**WHAT TO WORK ON:** Would you please retype, exactly, the lines of the listing below between the line with "the institutional domain." and the line with "let email = identity.email.to_lowercase();", inclusive?

**MATERIAL SUPPLIED:**
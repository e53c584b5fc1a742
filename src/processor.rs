use std::path::{Path, PathBuf};

use crate::finder::find_images;
use crate::scrubber::scrub_image;

const RULE_WIDTH: usize = 50;

/// Exit status when every image was scrubbed, or there were none
pub const EXIT_SUCCESS: u8 = 0;
/// Exit status when at least one image failed
pub const EXIT_FAILURE: u8 = 1;

pub struct Processor {
    directories: Vec<PathBuf>,
    stats: RunSummary,
}

#[derive(Debug, Default, Clone, Copy, PartialEq, Eq)]
pub struct RunSummary {
    pub total_files: usize,
    pub succeeded: usize,
    pub failed: usize,
}

impl RunSummary {
    pub fn exit_status(&self) -> u8 {
        if self.failed == 0 {
            EXIT_SUCCESS
        } else {
            EXIT_FAILURE
        }
    }
}

impl Processor {
    pub fn new(directories: Vec<PathBuf>) -> Self {
        Processor {
            directories,
            stats: RunSummary::default(),
        }
    }

    /// Scan, scrub every image found one after another, and summarise
    pub fn run(&mut self) -> RunSummary {
        println!("Image Metadata Scrubber");
        println!("{}", "=".repeat(RULE_WIDTH));
        println!();
        println!("Scanning for images...");

        let images = find_images(self.directories.as_slice());
        self.stats.total_files = images.len();

        if images.is_empty() {
            println!("✓ No images found to process.");
            return self.stats;
        }

        println!("Found {} image(s) to process", images.len());
        println!();

        let total = images.len();
        for (index, path) in images.iter().enumerate() {
            println!("[{}/{}] Processing: {}", index + 1, total, path.display());
            if self.scrub_file(path) {
                self.stats.succeeded += 1;
            } else {
                self.stats.failed += 1;
            }
            println!();
        }

        self.print_summary();
        self.stats
    }

    /// Scrub a single file; errors stop here and become a `false`
    fn scrub_file(&self, path: &Path) -> bool {
        match scrub_image(path) {
            Ok(report) => {
                println!(
                    "  ✓ Metadata removed successfully ({:?} {}x{}, {})",
                    report.format,
                    report.width,
                    report.height,
                    report.removed.describe()
                );
                true
            }
            Err(e) => {
                let err = anyhow::Error::new(e);
                eprintln!("  ✗ Error processing {}: {:#}", path.display(), err);
                false
            }
        }
    }

    fn print_summary(&self) {
        println!("{}", "=".repeat(RULE_WIDTH));
        println!("✓ Successfully processed: {}", self.stats.succeeded);
        if self.stats.failed > 0 {
            eprintln!("✗ Failed: {}", self.stats.failed);
            println!();
            println!("Some images could not be scrubbed and may still carry metadata.");
        } else {
            println!();
            println!("All image metadata has been scrubbed for privacy protection.");
        }
    }
}
use axum::Json;
use axum::extract::State;
use axum::http::StatusCode;
use axum_extra::extract::cookie::{Cookie, CookieJar, SameSite};
use serde::{Deserialize, Serialize};
use tracing::info;

use crate::auth::token::{self, SESSION_COOKIE};
use crate::auth::{Role, SessionUser};
use crate::db;
use crate::error::AppError;
use crate::models::User;
use crate::state::AppState;

#[derive(Debug, Deserialize)]
#[serde(rename_all = "camelCase")]
pub struct LoginRequest {
    pub id_token: String,
}

#[derive(Debug, Serialize)]
#[serde(rename_all = "camelCase")]
pub struct SessionProfile {
    pub email: String,
    pub name: String,
    pub role: Role,
}

/// Exchanges a provider ID token for a session cookie. Every rejection on
/// this path is the same generic 401, whether the token was bad or the
/// email sits outside the institutional domain.
pub async fn login(
    State(state): State<AppState>,
    jar: CookieJar,
    Json(req): Json<LoginRequest>,
) -> Result<(CookieJar, Json<User>), AppError> {
    let identity = state.verifier.verify(&req.id_token).await?;
    let email = identity.email.to_lowercase();

    if !email.ends_with(&state.config.allowed_email_domain) {
        return Err(AppError::Unauthorized);
    }

    let user = db::users::provision(&state.db, &email, &identity.name).await?;
    let token = token::issue(
        &user,
        &state.config.session_secret,
        state.config.session_ttl_days,
    )?;

    info!("signed in {}", user.email);

    let cookie = Cookie::build((SESSION_COOKIE, token))
        .path("/")
        .http_only(true)
        .same_site(SameSite::Lax)
        .max_age(time::Duration::days(state.config.session_ttl_days));

    Ok((jar.add(cookie), Json(user)))
}

/// Profile straight from the claims. Role edits made in storage show up
/// here only after the token expires and the user signs in again.
pub async fn me(session: SessionUser) -> Json<SessionProfile> {
    Json(SessionProfile {
        email: session.email,
        name: session.name,
        role: session.role,
    })
}

pub async fn logout(jar: CookieJar) -> (CookieJar, StatusCode) {
    let removal = Cookie::build(SESSION_COOKIE).path("/");
    (jar.remove(removal), StatusCode::NO_CONTENT)
}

**YOUR SOLUTION:**
/// email sits outside the institutional domain.
pub async fn login(
    State(state): State<AppState>,
    jar: CookieJar,
    Json(req): Json<LoginRequest>,
) -> Result<(CookieJar, Json<User>), AppError> {
    let identity = state.verifier.verify(&req.id_token).await?;
    let email = identity.email.to_lowercase();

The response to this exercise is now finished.